== Task directions ==
Search the data for the word "content" and copy every line that contains it.

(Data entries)
[Start of section]

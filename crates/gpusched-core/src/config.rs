//! Configuration types for gpusched

use serde::{Deserialize, Serialize};
use std::collections::BTreeMap;
use std::path::PathBuf;

use crate::error::{GpuschedError, GpuschedResult};

const GIB: u64 = 1024 * 1024 * 1024;

/// Main daemon configuration
#[derive(Debug, Clone, Default, Serialize, Deserialize)]
#[serde(default)]
pub struct DaemonConfig {
    /// API server configuration
    pub api: ApiConfig,
    /// Dispatcher configuration
    pub scheduler: SchedulerConfig,
    /// Priority weights
    pub priority: PriorityConfig,
    /// GPU monitoring configuration
    pub gpu: GpuConfig,
    /// Runtime configuration
    pub runtime: RuntimeConfig,
    /// Storage configuration
    pub storage: StorageConfig,
    /// Logging configuration
    pub logging: LoggingConfig,
}

impl DaemonConfig {
    /// Load configuration from a TOML file
    pub fn from_file(path: &std::path::Path) -> GpuschedResult<Self> {
        let content = std::fs::read_to_string(path)
            .map_err(|e| GpuschedError::Config(format!("Failed to read config file: {}", e)))?;
        let config: DaemonConfig = toml::from_str(&content)
            .map_err(|e| GpuschedError::Config(format!("Failed to parse config: {}", e)))?;
        config.validate()?;
        Ok(config)
    }

    /// Check value ranges that serde cannot express
    pub fn validate(&self) -> GpuschedResult<()> {
        if self.scheduler.tick_interval_ms == 0 {
            return Err(GpuschedError::Config(
                "scheduler.tick_interval_ms must be positive".to_string(),
            ));
        }
        self.priority.validate()
    }
}

/// API server configuration
#[derive(Debug, Clone, Serialize, Deserialize)]
#[serde(default)]
pub struct ApiConfig {
    /// Address to bind the REST API server
    pub address: String,
    /// Port for the REST API server
    pub port: u16,
}

impl Default for ApiConfig {
    fn default() -> Self {
        Self {
            address: "0.0.0.0".to_string(),
            port: 9090,
        }
    }
}

/// Dispatcher configuration
#[derive(Debug, Clone, Serialize, Deserialize)]
#[serde(default)]
pub struct SchedulerConfig {
    /// Interval between dispatcher ticks in milliseconds
    pub tick_interval_ms: u64,
}

impl Default for SchedulerConfig {
    fn default() -> Self {
        Self {
            tick_interval_ms: 2000,
        }
    }
}

/// Priority weights and class tables.
///
/// Final score:
/// `weight_qos * qos + weight_partition * partition + weight_age_per_hour * hours_waiting
///  - weight_job_size * min(vram_required / total_capacity, 1)`
#[derive(Debug, Clone, Serialize, Deserialize)]
#[serde(default)]
pub struct PriorityConfig {
    pub weight_qos: f64,
    pub weight_partition: f64,
    /// Score gained per hour spent in the queue
    pub weight_age_per_hour: f64,
    /// Maximum penalty for a job requesting all known capacity
    pub weight_job_size: f64,
    /// QoS class -> factor in [0, 1]
    pub qos_levels: BTreeMap<String, f64>,
    /// Partition -> factor in [0, 1]
    pub partitions: BTreeMap<String, f64>,
}

impl Default for PriorityConfig {
    fn default() -> Self {
        let qos_levels = [
            ("hil", 1.0),
            ("high", 0.8),
            ("standard", 0.5),
            ("normal", 0.5),
            ("low", 0.1),
        ];
        let partitions = [("debug", 1.0), ("normal", 0.5), ("batch", 0.2)];

        Self {
            weight_qos: 10000.0,
            weight_partition: 1000.0,
            weight_age_per_hour: 1000.0,
            weight_job_size: 500.0,
            qos_levels: qos_levels
                .into_iter()
                .map(|(k, v)| (k.to_string(), v))
                .collect(),
            partitions: partitions
                .into_iter()
                .map(|(k, v)| (k.to_string(), v))
                .collect(),
        }
    }
}

impl PriorityConfig {
    /// Weights must be finite and non-negative, factors in [0, 1].
    ///
    /// Aging must be strictly positive, otherwise a low-priority job can be
    /// overtaken forever.
    pub fn validate(&self) -> GpuschedResult<()> {
        if !self.weight_age_per_hour.is_finite() || self.weight_age_per_hour <= 0.0 {
            return Err(GpuschedError::Config(format!(
                "priority.weight_age_per_hour must be a positive number, got {}",
                self.weight_age_per_hour
            )));
        }

        let weights = [
            ("weight_qos", self.weight_qos),
            ("weight_partition", self.weight_partition),
            ("weight_job_size", self.weight_job_size),
        ];
        for (name, value) in weights {
            if !value.is_finite() || value < 0.0 {
                return Err(GpuschedError::Config(format!(
                    "priority.{} must be a non-negative number, got {}",
                    name, value
                )));
            }
        }

        let factors = self
            .qos_levels
            .iter()
            .map(|(k, v)| ("qos_levels", k, *v))
            .chain(self.partitions.iter().map(|(k, v)| ("partitions", k, *v)));
        for (table, key, value) in factors {
            if !(0.0..=1.0).contains(&value) {
                return Err(GpuschedError::Config(format!(
                    "priority.{}.{} must be within [0, 1], got {}",
                    table, key, value
                )));
            }
        }
        Ok(())
    }
}

/// GPU monitoring configuration
#[derive(Debug, Clone, Serialize, Deserialize)]
#[serde(default)]
pub struct GpuConfig {
    /// Capacity of the synthetic device used without a driver interface
    pub virtual_memory_total: u64,
    /// Upper bound for a single device sample
    pub sample_timeout_ms: u64,
    /// Devices at or above this temperature accept no new work
    pub max_healthy_temperature: u32,
    /// Skip driver detection and always use the synthetic device
    pub force_virtual: bool,
}

impl Default for GpuConfig {
    fn default() -> Self {
        Self {
            virtual_memory_total: 16 * GIB,
            sample_timeout_ms: 1000,
            max_healthy_temperature: 85,
            force_virtual: false,
        }
    }
}

/// Runtime configuration
#[derive(Debug, Clone, Serialize, Deserialize)]
#[serde(default)]
pub struct RuntimeConfig {
    /// Interpreter used to run scripts; scripts are executed directly when unset
    pub interpreter: Option<PathBuf>,
    /// Number of trailing output lines kept for the failure report
    pub stderr_tail_lines: usize,
}

impl Default for RuntimeConfig {
    fn default() -> Self {
        Self {
            interpreter: None,
            stderr_tail_lines: 20,
        }
    }
}

/// Storage configuration
#[derive(Debug, Clone, Serialize, Deserialize)]
#[serde(default)]
pub struct StorageConfig {
    /// Root directory for job records, scripts and logs
    pub data_dir: PathBuf,
}

impl Default for StorageConfig {
    fn default() -> Self {
        Self {
            data_dir: PathBuf::from("/var/lib/gpusched"),
        }
    }
}

/// Logging configuration
#[derive(Debug, Clone, Serialize, Deserialize)]
#[serde(default)]
pub struct LoggingConfig {
    /// Log level
    pub level: String,
    /// Log format (text or compact)
    pub format: String,
}

impl Default for LoggingConfig {
    fn default() -> Self {
        Self {
            level: "info".to_string(),
            format: "text".to_string(),
        }
    }
}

[End of section]

== Exercise solution ==
        let content = std::fs::read_to_string(path)
        let config: DaemonConfig = toml::from_str(&content)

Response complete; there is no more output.